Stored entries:
>>
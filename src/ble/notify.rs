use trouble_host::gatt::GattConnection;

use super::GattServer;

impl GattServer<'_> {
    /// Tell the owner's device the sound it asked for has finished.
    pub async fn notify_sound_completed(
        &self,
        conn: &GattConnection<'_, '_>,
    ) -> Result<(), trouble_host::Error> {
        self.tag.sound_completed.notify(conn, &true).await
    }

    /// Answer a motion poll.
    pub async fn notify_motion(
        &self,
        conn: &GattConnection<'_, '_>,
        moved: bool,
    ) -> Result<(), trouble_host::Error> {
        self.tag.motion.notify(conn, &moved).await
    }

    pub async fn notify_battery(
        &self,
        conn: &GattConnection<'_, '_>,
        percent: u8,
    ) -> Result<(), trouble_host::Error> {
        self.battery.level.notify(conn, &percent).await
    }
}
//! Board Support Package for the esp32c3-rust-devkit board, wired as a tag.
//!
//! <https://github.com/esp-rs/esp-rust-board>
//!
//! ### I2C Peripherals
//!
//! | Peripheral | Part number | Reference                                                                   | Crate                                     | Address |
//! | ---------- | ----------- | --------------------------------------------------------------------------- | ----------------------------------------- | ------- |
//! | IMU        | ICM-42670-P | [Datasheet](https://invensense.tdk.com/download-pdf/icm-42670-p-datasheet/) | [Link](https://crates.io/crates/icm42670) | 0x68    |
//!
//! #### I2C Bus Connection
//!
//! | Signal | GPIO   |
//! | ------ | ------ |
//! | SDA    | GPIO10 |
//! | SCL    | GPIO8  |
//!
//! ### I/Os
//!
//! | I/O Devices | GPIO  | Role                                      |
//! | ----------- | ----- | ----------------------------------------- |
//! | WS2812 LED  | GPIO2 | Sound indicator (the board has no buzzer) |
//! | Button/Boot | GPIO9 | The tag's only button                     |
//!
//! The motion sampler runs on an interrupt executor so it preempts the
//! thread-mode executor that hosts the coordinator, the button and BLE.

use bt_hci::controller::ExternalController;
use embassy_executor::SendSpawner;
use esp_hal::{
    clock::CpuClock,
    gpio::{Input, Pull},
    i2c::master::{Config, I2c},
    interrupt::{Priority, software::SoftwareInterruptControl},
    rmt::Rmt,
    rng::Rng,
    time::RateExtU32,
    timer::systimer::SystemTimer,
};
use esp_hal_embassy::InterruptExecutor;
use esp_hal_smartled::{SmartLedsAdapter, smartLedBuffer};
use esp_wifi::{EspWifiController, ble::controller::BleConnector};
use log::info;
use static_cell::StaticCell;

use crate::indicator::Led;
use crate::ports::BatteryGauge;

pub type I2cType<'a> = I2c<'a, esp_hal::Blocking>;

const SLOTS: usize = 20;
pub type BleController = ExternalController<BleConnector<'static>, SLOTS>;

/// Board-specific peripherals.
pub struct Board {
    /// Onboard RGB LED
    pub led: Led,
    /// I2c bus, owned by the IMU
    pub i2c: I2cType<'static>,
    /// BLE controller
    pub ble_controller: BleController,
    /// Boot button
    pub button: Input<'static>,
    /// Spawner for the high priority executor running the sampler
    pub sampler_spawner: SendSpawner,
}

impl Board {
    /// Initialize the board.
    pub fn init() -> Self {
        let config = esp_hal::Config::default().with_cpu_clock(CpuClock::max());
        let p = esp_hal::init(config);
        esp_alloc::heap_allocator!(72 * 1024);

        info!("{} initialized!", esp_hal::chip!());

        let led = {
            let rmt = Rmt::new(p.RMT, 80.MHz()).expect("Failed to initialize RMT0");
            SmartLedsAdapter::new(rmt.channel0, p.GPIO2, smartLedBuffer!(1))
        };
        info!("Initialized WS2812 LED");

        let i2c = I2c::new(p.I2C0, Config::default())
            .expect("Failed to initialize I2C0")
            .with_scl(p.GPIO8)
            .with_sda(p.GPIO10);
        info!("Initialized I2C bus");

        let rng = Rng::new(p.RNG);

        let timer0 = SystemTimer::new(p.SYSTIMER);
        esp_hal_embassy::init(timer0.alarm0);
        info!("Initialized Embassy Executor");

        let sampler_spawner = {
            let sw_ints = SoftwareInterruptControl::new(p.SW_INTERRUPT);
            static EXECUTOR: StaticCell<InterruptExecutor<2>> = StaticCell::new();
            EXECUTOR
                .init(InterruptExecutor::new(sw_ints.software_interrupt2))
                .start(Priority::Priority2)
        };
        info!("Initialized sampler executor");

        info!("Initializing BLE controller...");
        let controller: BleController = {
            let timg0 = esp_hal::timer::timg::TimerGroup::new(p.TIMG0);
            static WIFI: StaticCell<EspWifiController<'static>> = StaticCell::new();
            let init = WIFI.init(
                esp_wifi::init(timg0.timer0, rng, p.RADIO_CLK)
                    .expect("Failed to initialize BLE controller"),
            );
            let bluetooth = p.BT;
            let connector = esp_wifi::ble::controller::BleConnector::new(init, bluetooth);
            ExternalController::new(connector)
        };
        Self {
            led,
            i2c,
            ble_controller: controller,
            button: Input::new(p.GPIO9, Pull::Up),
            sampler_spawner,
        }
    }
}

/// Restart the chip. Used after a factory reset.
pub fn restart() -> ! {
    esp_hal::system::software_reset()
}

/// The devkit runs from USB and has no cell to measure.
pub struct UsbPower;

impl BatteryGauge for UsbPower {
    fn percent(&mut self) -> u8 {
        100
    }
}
<<
>>
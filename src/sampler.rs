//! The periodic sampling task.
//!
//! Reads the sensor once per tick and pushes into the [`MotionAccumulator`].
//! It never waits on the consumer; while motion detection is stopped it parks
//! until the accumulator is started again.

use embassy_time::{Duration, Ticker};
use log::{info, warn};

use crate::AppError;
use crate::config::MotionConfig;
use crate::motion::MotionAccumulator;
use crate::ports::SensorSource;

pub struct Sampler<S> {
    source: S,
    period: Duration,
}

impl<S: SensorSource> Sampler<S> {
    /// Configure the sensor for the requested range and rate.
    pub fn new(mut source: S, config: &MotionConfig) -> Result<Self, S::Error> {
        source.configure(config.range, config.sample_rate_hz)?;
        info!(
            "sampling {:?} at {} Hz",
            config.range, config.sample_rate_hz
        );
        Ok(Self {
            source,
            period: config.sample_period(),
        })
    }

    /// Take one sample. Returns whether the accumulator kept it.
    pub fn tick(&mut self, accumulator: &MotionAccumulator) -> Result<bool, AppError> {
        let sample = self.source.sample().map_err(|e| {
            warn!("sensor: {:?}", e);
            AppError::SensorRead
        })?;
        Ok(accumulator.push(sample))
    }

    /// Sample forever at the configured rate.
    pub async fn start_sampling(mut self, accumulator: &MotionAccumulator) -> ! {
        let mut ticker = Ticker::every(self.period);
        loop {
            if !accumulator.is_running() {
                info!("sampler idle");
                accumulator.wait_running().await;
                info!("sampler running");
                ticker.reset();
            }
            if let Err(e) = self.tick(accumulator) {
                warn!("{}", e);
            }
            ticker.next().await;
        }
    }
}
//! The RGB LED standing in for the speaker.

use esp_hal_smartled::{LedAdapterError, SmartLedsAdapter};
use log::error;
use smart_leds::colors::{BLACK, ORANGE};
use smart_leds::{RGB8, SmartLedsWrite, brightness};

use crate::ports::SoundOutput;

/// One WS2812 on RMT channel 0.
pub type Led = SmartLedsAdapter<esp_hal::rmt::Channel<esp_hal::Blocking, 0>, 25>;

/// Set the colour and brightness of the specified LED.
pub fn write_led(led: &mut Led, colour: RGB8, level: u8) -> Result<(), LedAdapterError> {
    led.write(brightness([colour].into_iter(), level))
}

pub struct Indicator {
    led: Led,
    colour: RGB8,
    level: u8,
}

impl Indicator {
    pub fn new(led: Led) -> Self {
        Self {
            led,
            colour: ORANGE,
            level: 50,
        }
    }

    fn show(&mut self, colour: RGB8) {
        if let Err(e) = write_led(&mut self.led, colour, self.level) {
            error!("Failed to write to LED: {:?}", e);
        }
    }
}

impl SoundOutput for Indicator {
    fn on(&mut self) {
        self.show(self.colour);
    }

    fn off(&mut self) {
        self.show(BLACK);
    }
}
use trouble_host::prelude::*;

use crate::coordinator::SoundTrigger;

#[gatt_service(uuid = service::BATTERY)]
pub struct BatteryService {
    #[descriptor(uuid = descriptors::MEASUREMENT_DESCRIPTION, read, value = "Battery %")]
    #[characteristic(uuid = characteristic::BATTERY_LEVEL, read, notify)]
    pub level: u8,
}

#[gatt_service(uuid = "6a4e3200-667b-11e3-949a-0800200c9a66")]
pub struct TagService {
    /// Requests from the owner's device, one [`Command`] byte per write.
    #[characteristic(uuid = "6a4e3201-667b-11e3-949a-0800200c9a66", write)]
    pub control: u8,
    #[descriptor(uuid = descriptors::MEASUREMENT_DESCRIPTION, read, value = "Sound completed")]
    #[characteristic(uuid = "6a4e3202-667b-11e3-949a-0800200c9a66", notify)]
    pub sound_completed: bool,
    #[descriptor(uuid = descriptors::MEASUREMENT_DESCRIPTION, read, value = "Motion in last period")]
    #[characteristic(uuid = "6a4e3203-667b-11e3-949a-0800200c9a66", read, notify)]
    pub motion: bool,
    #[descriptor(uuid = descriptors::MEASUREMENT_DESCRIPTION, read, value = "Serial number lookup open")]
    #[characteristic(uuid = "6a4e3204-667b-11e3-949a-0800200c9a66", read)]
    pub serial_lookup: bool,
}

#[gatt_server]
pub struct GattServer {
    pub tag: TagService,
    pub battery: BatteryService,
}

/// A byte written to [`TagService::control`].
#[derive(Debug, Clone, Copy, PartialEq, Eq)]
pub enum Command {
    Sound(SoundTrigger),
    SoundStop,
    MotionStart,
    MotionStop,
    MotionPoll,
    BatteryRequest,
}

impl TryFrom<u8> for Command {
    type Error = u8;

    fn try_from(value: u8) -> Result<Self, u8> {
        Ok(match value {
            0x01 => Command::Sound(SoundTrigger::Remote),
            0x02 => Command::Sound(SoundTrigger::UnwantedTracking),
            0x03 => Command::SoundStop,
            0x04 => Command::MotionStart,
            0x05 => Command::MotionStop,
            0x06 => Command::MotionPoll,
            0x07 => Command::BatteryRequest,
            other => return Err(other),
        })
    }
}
<<
>>
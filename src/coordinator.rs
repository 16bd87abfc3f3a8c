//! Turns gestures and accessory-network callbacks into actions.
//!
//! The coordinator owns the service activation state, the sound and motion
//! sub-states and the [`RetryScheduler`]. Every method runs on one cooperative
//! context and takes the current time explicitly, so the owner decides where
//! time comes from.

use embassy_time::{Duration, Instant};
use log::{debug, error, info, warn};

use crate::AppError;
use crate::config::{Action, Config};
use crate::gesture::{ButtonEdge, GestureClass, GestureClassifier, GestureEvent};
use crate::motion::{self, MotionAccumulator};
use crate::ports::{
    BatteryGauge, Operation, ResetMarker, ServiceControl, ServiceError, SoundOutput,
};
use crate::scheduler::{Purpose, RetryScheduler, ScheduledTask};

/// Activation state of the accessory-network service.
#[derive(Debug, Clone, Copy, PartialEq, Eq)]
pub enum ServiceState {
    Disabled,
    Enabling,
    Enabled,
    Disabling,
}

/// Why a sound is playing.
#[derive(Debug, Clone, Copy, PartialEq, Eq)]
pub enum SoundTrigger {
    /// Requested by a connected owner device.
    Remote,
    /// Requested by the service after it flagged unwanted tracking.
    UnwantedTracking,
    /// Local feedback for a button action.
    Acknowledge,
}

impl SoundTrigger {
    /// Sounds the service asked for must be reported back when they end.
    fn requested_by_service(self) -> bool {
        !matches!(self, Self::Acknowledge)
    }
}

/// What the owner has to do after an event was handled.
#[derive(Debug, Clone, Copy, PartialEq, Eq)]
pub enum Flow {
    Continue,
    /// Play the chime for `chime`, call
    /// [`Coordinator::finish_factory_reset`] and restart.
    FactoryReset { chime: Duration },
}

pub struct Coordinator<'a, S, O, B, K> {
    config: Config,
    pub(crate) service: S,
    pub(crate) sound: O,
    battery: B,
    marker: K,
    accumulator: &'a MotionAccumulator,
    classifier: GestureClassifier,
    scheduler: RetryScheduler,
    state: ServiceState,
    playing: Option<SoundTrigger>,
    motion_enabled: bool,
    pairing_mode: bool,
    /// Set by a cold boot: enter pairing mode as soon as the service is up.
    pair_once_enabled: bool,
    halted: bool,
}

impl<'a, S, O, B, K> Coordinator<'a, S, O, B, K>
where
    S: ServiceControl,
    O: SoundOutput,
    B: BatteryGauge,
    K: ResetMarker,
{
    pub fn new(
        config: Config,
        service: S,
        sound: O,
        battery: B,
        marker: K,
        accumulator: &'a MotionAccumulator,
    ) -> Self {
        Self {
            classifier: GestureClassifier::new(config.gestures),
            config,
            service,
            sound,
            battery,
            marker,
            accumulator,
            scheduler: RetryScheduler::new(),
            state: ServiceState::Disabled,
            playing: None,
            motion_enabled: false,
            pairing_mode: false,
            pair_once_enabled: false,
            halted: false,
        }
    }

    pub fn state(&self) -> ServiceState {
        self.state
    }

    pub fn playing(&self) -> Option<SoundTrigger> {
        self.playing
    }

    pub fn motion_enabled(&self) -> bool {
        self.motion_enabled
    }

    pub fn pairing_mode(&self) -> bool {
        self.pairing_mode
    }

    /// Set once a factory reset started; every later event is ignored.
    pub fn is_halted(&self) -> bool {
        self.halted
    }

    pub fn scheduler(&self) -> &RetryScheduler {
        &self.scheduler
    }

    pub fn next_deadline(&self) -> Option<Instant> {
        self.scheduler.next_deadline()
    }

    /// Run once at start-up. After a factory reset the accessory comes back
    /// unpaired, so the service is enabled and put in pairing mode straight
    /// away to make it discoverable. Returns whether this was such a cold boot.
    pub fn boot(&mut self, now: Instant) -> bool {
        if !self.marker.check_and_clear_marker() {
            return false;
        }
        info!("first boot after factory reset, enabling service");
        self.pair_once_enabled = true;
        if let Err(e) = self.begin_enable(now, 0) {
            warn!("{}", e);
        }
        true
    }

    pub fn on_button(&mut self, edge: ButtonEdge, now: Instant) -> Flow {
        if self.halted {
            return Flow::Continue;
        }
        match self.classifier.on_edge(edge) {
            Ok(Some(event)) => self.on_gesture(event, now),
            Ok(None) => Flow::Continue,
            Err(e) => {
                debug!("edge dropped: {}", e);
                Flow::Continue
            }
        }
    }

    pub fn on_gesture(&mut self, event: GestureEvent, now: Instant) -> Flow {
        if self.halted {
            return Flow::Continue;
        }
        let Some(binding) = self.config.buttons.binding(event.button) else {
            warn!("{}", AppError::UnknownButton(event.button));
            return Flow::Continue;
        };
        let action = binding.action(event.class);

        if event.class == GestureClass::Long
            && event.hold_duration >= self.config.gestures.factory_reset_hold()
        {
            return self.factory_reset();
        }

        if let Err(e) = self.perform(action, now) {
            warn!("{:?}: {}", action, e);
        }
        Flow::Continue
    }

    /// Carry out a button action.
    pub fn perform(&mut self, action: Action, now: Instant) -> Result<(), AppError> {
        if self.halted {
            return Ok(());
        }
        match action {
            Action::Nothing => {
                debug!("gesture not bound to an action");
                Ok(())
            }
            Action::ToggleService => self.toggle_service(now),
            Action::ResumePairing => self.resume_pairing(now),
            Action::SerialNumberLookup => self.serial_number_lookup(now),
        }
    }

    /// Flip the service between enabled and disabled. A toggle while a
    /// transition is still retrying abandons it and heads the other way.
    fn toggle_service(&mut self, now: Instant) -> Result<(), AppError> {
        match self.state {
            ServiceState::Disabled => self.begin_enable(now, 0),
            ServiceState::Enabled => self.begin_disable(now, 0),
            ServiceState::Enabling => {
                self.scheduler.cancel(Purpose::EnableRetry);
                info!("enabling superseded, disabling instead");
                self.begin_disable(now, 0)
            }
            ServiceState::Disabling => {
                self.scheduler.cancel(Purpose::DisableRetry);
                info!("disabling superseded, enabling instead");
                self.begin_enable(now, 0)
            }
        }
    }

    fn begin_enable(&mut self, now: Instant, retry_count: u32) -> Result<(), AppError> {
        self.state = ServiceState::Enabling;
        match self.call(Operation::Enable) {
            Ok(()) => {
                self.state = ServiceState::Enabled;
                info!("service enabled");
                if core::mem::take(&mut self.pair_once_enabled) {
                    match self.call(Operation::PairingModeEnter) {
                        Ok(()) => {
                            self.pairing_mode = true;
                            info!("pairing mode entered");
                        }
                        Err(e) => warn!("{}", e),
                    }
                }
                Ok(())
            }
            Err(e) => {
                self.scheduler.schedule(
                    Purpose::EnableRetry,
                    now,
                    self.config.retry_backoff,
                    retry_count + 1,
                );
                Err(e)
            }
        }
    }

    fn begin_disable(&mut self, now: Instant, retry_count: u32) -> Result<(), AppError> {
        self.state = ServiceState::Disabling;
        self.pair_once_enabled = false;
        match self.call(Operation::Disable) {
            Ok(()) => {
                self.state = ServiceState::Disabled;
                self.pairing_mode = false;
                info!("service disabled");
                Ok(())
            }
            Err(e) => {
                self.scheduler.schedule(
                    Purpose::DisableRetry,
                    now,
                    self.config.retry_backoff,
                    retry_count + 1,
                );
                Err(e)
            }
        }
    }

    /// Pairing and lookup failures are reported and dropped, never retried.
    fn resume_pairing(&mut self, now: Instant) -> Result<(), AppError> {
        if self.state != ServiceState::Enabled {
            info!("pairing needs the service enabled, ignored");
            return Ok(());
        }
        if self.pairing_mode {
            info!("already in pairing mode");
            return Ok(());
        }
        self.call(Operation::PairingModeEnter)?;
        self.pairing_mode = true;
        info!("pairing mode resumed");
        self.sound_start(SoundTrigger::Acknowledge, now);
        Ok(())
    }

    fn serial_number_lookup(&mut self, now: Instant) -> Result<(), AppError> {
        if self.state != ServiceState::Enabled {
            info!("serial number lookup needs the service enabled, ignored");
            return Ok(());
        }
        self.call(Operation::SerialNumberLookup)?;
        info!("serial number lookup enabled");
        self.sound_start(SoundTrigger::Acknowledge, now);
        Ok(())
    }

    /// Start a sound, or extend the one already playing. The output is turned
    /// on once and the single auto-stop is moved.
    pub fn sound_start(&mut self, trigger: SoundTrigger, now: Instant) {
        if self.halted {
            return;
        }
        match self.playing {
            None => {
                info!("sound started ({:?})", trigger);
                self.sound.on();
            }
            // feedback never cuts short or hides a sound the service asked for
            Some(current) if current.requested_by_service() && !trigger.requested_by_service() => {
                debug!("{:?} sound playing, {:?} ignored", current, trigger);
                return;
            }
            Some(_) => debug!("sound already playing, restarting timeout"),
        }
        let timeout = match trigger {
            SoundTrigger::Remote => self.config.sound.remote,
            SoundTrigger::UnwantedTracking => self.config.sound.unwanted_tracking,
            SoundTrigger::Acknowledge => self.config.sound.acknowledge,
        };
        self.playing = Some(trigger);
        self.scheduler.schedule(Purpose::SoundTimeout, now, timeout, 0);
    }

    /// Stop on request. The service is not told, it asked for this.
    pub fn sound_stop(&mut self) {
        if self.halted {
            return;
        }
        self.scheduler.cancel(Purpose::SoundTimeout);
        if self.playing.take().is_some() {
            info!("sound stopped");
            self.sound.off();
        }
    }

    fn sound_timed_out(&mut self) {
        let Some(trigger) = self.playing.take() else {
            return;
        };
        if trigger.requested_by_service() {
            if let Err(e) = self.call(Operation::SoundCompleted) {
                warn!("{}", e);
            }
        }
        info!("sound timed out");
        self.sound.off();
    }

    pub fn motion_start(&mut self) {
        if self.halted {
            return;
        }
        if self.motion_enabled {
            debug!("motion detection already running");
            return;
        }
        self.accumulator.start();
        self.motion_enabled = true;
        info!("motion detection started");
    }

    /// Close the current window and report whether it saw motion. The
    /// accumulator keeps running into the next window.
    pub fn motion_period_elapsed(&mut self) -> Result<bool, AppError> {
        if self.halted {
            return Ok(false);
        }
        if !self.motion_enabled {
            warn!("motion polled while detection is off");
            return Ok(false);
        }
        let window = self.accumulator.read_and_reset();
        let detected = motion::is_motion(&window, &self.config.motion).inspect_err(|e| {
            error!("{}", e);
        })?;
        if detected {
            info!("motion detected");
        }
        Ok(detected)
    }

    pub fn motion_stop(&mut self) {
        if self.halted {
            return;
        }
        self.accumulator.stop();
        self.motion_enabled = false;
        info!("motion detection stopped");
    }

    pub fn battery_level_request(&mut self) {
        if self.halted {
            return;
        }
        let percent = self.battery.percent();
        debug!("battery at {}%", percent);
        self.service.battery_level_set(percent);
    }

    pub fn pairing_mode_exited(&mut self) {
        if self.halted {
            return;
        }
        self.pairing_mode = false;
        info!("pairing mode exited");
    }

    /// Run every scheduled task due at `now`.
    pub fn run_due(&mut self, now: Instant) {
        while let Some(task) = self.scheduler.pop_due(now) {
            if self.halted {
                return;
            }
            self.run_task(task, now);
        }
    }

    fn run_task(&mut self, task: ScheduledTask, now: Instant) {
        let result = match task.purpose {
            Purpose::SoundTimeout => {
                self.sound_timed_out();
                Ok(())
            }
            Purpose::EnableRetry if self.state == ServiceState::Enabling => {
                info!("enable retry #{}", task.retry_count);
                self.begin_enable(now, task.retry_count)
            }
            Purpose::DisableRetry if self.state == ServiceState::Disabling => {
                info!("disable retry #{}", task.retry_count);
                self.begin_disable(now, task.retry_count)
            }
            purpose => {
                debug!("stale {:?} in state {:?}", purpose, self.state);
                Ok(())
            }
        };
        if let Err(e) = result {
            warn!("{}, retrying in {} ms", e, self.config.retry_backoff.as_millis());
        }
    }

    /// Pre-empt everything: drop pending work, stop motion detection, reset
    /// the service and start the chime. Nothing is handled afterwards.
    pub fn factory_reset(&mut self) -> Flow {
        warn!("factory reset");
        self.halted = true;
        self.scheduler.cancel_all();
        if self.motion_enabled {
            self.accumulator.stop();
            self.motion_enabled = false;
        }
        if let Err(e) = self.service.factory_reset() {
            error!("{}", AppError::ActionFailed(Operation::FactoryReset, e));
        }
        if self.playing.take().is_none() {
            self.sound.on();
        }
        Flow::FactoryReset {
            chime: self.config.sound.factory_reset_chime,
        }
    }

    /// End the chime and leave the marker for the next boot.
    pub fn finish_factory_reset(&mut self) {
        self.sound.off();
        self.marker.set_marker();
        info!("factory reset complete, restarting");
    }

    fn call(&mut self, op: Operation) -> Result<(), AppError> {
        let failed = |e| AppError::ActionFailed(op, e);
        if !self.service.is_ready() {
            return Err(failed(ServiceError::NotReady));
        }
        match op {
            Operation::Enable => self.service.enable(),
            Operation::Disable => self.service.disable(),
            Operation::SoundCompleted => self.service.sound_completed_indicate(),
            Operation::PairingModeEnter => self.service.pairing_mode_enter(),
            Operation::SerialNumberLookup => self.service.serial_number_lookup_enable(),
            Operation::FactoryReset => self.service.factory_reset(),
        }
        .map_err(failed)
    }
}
<<
▶ _Exercise_: Pull every line containing the word "DisableRetry" out of the entries above.

▶ _Solution to the exercise_:
                self.scheduler.cancel(Purpose::DisableRetry);
                    Purpose::DisableRetry,
            Purpose::DisableRetry if self.state == ServiceState::Disabling => {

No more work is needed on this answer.